Monday, April 28, 2014

Uncovering a Ham Radio past


I was first licensed as KB5QYH while still in college. I had always wanted to be ham radio operator,  evening checking out a book ("So you want to be a Ham") from the local library while in high school. But I never knew how to find a club or even an individual who was already licensed. Google didn't exist, of course, and there was no Instructables to guide me through it.

I did know that my father had been a ham, and his father as well. My mother has a garage littered with relics of the 1950s and 1960s when he had been both an amateur and a professional in the radio industry. But he had died when I was five and all I could do was fiddle with the old equipment and wonder how it worked. 


While attending school in Oklahoma, a buddy of mine came across the Edmond Amateur Radio Club and signed up for a Novice Class. He invited me to go, almost as an aside one day, and soon I was more excited by the hobby than he. 

I was thrilled when the vanity callsign program came along. I had found my father's and grandfather's callsigns in an old callbook at a hamfest once. So, I eagerly filled an application for both, preferring my dad's as soon as the window opened up. Fortunately, I got it.

Over the past few months, my mother has been cleaning out old storage rooms in preparation to sell her house. She recently brought me a book...a logbook, that was among some old belongings of my father. Sure enough, tucked away in the pages, was an old license. "WN5CWT" it read and bore my father signature. Also folded in the book was his original application for an amateur radio station. Again, his signature appeared at the bottom, right above my grandfather's who, apparently being a notary public, had notarized it for him. 

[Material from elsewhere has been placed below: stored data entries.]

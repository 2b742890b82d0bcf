//! Hardware probe and its process-wide cache.
//!
//! The probe result feeds the catalog's availability filter and the
//! orchestrator's preset matching. It is built lazily on first read, cached
//! in memory and in one JSON file under the cache root, and only refreshed
//! through `refresh()`.

use std::fs;
use std::process::Command;

use once_cell::sync::Lazy;
use parking_lot::RwLock;
use serde::{Deserialize, Serialize};
use sysinfo::System;

use crate::model::Recipe;
use crate::paths;

/// Detected hardware capabilities.
#[derive(Debug, Clone, Serialize, Deserialize)]
pub struct HardwareInfo {
    pub cpu_brand: String,
    pub physical_memory_gb: f64,
    pub npu_available: bool,
    pub os: String,
}

/// Backend flavors a recipe can use on this machine.
#[derive(Debug, Clone, Serialize, Deserialize)]
pub struct SupportedBackends {
    pub recipe: String,
    pub backends: Vec<String>,
}

static HARDWARE_CACHE: Lazy<RwLock<Option<HardwareInfo>>> = Lazy::new(|| RwLock::new(None));

impl HardwareInfo {
    /// Probe the machine directly, bypassing all caches.
    pub fn probe() -> Self {
        let mut sys = System::new();
        sys.refresh_memory();
        sys.refresh_cpu_all();

        let cpu_brand = sys
            .cpus()
            .first()
            .map(|c| c.brand().trim().to_string())
            .unwrap_or_default();
        let physical_memory_gb = sys.total_memory() as f64 / (1024.0 * 1024.0 * 1024.0);

        HardwareInfo {
            npu_available: npu_from_cpu_brand(&cpu_brand),
            cpu_brand,
            physical_memory_gb,
            os: std::env::consts::OS.to_string(),
        }
    }

    /// Cached view: in-memory first, then the JSON cache file, then a fresh
    /// probe (which populates both).
    pub fn get_cached() -> Self {
        if let Some(info) = HARDWARE_CACHE.read().clone() {
            return info;
        }

        let mut guard = HARDWARE_CACHE.write();
        if let Some(info) = guard.clone() {
            return info;
        }

        let info = Self::load_cache_file().unwrap_or_else(|| {
            let probed = Self::probe();
            probed.write_cache_file();
            probed
        });
        *guard = Some(info.clone());
        info
    }

    /// Re-probe and overwrite both caches.
    pub fn refresh() -> Self {
        let info = Self::probe();
        info.write_cache_file();
        *HARDWARE_CACHE.write() = Some(info.clone());
        info
    }

    fn load_cache_file() -> Option<Self> {
        let path = paths::hardware_cache_file();
        let data = fs::read_to_string(path).ok()?;
        serde_json::from_str(&data).ok()
    }

    fn write_cache_file(&self) {
        let path = paths::hardware_cache_file();
        if let Some(parent) = path.parent() {
            let _ = fs::create_dir_all(parent);
        }
        match serde_json::to_string_pretty(self) {
            Ok(data) => {
                if let Err(e) = fs::write(&path, data) {
                    tracing::warn!("could not write hardware cache {}: {}", path.display(), e);
                }
            }
            Err(e) => tracing::warn!("could not serialize hardware info: {}", e),
        }
    }

    /// NPU presence, honoring the `RYZENAI_SKIP_PROCESSOR_CHECK` override.
    pub fn npu_available(&self) -> bool {
        if npu_check_skipped() {
            return true;
        }
        self.npu_available
    }

    /// Which backend flavors of `recipe` this machine supports. Empty means
    /// the recipe is unavailable here.
    pub fn supported_backends(&self, recipe: Recipe) -> SupportedBackends {
        let backends: Vec<String> = match recipe {
            Recipe::LlamaCpp => {
                if self.os == "macos" {
                    vec!["metal".into(), "cpu".into()]
                } else {
                    vec!["vulkan".into(), "cpu".into()]
                }
            }
            Recipe::WhisperCpp | Recipe::SdCpp | Recipe::Kokoro => vec!["cpu".into()],
            Recipe::Flm => {
                if self.npu_available() {
                    vec!["npu".into()]
                } else {
                    vec![]
                }
            }
            Recipe::OgaNpu | Recipe::OgaHybrid => {
                if self.npu_available() {
                    vec!["npu".into(), "hybrid".into()]
                } else {
                    vec![]
                }
            }
            Recipe::OgaCpu => {
                if self.npu_available() {
                    // ryzenai-serve ships with the NPU stack
                    vec!["cpu".into()]
                } else {
                    vec![]
                }
            }
            Recipe::Vllm => {
                if docker_available() {
                    vec!["gpu".into()]
                } else {
                    vec![]
                }
            }
        };
        SupportedBackends {
            recipe: recipe.as_str().to_string(),
            backends,
        }
    }

    pub fn to_json(&self) -> serde_json::Value {
        serde_json::json!({
            "cpu": self.cpu_brand,
            "physical_memory_gb": self.physical_memory_gb,
            "npu": { "available": self.npu_available() },
            "os": self.os,
        })
    }
}

fn npu_check_skipped() -> bool {
    matches!(
        std::env::var("RYZENAI_SKIP_PROCESSOR_CHECK").ok().as_deref(),
        Some("1") | Some("true") | Some("yes")
    )
}

/// Ryzen AI NPUs identify through the CPU brand string.
fn npu_from_cpu_brand(brand: &str) -> bool {
    let lower = brand.to_lowercase();
    lower.contains("ryzen ai") || lower.contains("ryzen™ ai")
}

fn docker_available() -> bool {
    Command::new("docker")
        .arg("--version")
        .output()
        .map(|o| o.status.success())
        .unwrap_or(false)
}

#[cfg(test)]
mod tests {
    use super::*;

    #[test]
    fn test_npu_from_cpu_brand() {
        assert!(npu_from_cpu_brand("AMD Ryzen AI 9 HX 370"));
        assert!(!npu_from_cpu_brand("Intel(R) Core(TM) i7-9750H"));
        assert!(!npu_from_cpu_brand(""));
    }

    #[test]
    fn test_supported_backends_without_npu() {
        let info = HardwareInfo {
            cpu_brand: "Intel i7".into(),
            physical_memory_gb: 32.0,
            npu_available: false,
            os: "linux".into(),
        };
        // The env override can flip this in a developer shell; only assert
        // when it is not set.
        if std::env::var("RYZENAI_SKIP_PROCESSOR_CHECK").is_err() {
            assert!(info.supported_backends(Recipe::Flm).backends.is_empty());
            assert!(info.supported_backends(Recipe::OgaNpu).backends.is_empty());
        }
        assert_eq!(
            info.supported_backends(Recipe::LlamaCpp).backends,
            vec!["vulkan".to_string(), "cpu".to_string()]
        );
    }
}
//! End-to-end catalog behavior against a fake on-disk snapshot layout.

use std::fs;
use std::path::Path;
use std::sync::Mutex;

use serde_json::json;

use lemonade_catalog::{resolve_model_path, ModelCatalog, DOWNLOAD_MANIFEST};
use lemonade_core::model::{ModelDescriptor, ModelSource, Recipe};

// These tests point HF_HUB_CACHE at per-test directories; serialize them so
// the env mutation cannot race.
static ENV_LOCK: Mutex<()> = Mutex::new(());

fn descriptor(name: &str, checkpoint: &str, recipe: Recipe) -> ModelDescriptor {
    ModelDescriptor {
        name: name.into(),
        checkpoint: checkpoint.into(),
        recipe,
        mmproj: None,
        labels: vec![],
        size_gb: 0.0,
        suggested: false,
        source: ModelSource::Catalog,
        downloaded: false,
        resolved_path: None,
    }
}

fn make_snapshot(hub: &Path, repo: &str, files: &[&str]) {
    let snapshot = hub.join(format!("models--{}", repo.replace('/', "--")));
    for file in files {
        let path = snapshot.join(file);
        fs::create_dir_all(path.parent().unwrap()).unwrap();
        fs::write(path, b"weights").unwrap();
    }
}

#[test]
fn gguf_variant_resolution_on_disk() {
    let _guard = ENV_LOCK.lock().unwrap();
    let hub = tempfile::tempdir().unwrap();
    std::env::set_var("HF_HUB_CACHE", hub.path());
    make_snapshot(
        hub.path(),
        "Qwen/Qwen3-GGUF",
        &["model-Q4_K_M.gguf", "model-Q8_0.gguf", "mmproj-f16.gguf"],
    );

    // Quantization-suffix variant picks the single matching file.
    let by_suffix = descriptor("m", "Qwen/Qwen3-GGUF:Q4_K_M", Recipe::LlamaCpp);
    let resolved = resolve_model_path(&by_suffix).unwrap();
    assert!(resolved.ends_with("model-Q4_K_M.gguf"));

    // Passing the resolved filename back as the variant lands on the same
    // file.
    let by_name = descriptor("m", "Qwen/Qwen3-GGUF:model-Q4_K_M.gguf", Recipe::LlamaCpp);
    assert_eq!(resolve_model_path(&by_name).unwrap(), resolved);

    // Empty variant takes the first non-mmproj file.
    let no_variant = descriptor("m", "Qwen/Qwen3-GGUF", Recipe::LlamaCpp);
    let first = resolve_model_path(&no_variant).unwrap();
    assert!(first.ends_with("model-Q4_K_M.gguf"));

    std::env::remove_var("HF_HUB_CACHE");
}

#[test]
fn whisper_resolution_picks_named_bin() {
    let _guard = ENV_LOCK.lock().unwrap();
    let hub = tempfile::tempdir().unwrap();
    std::env::set_var("HF_HUB_CACHE", hub.path());
    make_snapshot(
        hub.path(),
        "ggerganov/whisper.cpp",
        &["ggml-base.bin", "ggml-small.bin"],
    );

    let named = descriptor(
        "w",
        "ggerganov/whisper.cpp:ggml-small.bin",
        Recipe::WhisperCpp,
    );
    assert!(resolve_model_path(&named).unwrap().ends_with("ggml-small.bin"));

    std::env::remove_var("HF_HUB_CACHE");
}

#[tokio::test]
async fn downloaded_flag_respects_manifest_sidecar() {
    let _guard = ENV_LOCK.lock().unwrap();
    let hub = tempfile::tempdir().unwrap();
    let cache = tempfile::tempdir().unwrap();
    std::env::set_var("HF_HUB_CACHE", hub.path());
    std::env::set_var("LEMONADE_CACHE_DIR", cache.path());

    make_snapshot(hub.path(), "org/tiny-GGUF", &["tiny-Q4_0.gguf"]);

    let catalog = ModelCatalog::from_values(
        json!({
            "tiny": {"checkpoint": "org/tiny-GGUF:Q4_0", "recipe": "llamacpp"}
        }),
        json!({}),
    );

    assert!(catalog.is_downloaded("tiny").await);

    // Drop the sidecar into the snapshot: the model is no longer complete.
    let snapshot = hub.path().join("models--org--tiny-GGUF");
    fs::write(snapshot.join(DOWNLOAD_MANIFEST), b"{}").unwrap();
    catalog.invalidate().await;
    assert!(!catalog.is_downloaded("tiny").await);

    std::env::remove_var("HF_HUB_CACHE");
}
#[cfg(test)]
mod tests {
    use super::*;

    fn preset_with(keys: &[&str]) -> Preset {
        let mut preset = Preset {
            name: "test".into(),
            orchestrator_model: "Qwen3-4B".into(),
            ..Default::default()
        };
        for key in keys {
            preset
                .endpoint_models
                .insert(key.to_string(), format!("{key}-model"));
        }
        preset
    }

    #[test]
    fn test_slot_floor_counts_audio_pool() {
        // transcription + tts share the audio pool: floor of 2.
        assert_eq!(slot_floor(&preset_with(&["transcription", "tts"])), 2);
        assert_eq!(slot_floor(&preset_with(&["embeddings"])), 1);
        assert_eq!(slot_floor(&preset_with(&[])), 1);
    }

    #[test]
    fn test_summarize_image_response() {
        let response = json!({"created": 1, "data": [{"b64_json": "AAAA"}]});
        let summary = summarize_image_response(&response);
        assert_eq!(summary["status"], "success");
        assert_eq!(summary["image_count"], 1);
        assert!(summary.get("data").is_none(), "no inline base64");
    }

    #[test]
    fn test_summarize_embeddings_response() {
        let response = json!({"data": [{"embedding": [0.1, 0.2, 0.3]}]});
        let summary = summarize_embeddings_response(&response, "embed-model");
        assert_eq!(summary["dimensions"], 3);
    }

    #[test]
    fn test_parse_arguments_both_shapes() {
        let as_object = json!({"arguments": {"prompt": "a lemon"}});
        assert_eq!(parse_arguments(&as_object)["prompt"], "a lemon");

        let as_string = json!({"arguments": "{\"prompt\": \"a lemon\"}"});
        assert_eq!(parse_arguments(&as_string)["prompt"], "a lemon");

        let missing = json!({});
        assert_eq!(parse_arguments(&missing), json!({}));
    }

    #[test]
    fn test_filter_tools_requires_endpoint_model() {
        let hardware = HardwareInfo {
            cpu_brand: "test".into(),
            physical_memory_gb: 32.0,
            npu_available: false,
            os: "linux".into(),
        };
        let tools = filter_tools(&preset_with(&["embeddings", "image_generation"]), &hardware);
        let names: Vec<&str> = tools
            .iter()
            .map(|t| t["function"]["name"].as_str().unwrap())
            .collect();
        assert!(names.contains(&tools::COMPUTE_EMBEDDINGS));
        assert!(names.contains(&tools::GENERATE_IMAGE));
        assert!(!names.contains(&tools::TRANSCRIBE_AUDIO));
    }
}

Only one page of the log was filled out, but it was a good one. It read, "November, 1954...First Contact...W5CWW (Dad!)" and carried a small note "6AG7" beside it. By father and grandfather had passed their tests the same day and been issue consecutive callsigns. Also noted in the margin was four...yep, FOUR...attempts to pass the Morse code test, all of them failures! He noted that my grandfather pass his code test on the second try. (Its a little funny considering my grandfather was a banker and my dad had been a radio operator for Braniff Airlines for several years. 

In the back of the log was the then obligatory schematic of my father's station. It included a single-tube receiver and an accompanying transmitter. That "6AG7" in the log was a reference to the tube in his station.

My grandfather eventually earned his General license. My dad earned a technicians class ticket. I also found his Radio Operator First Class certificate.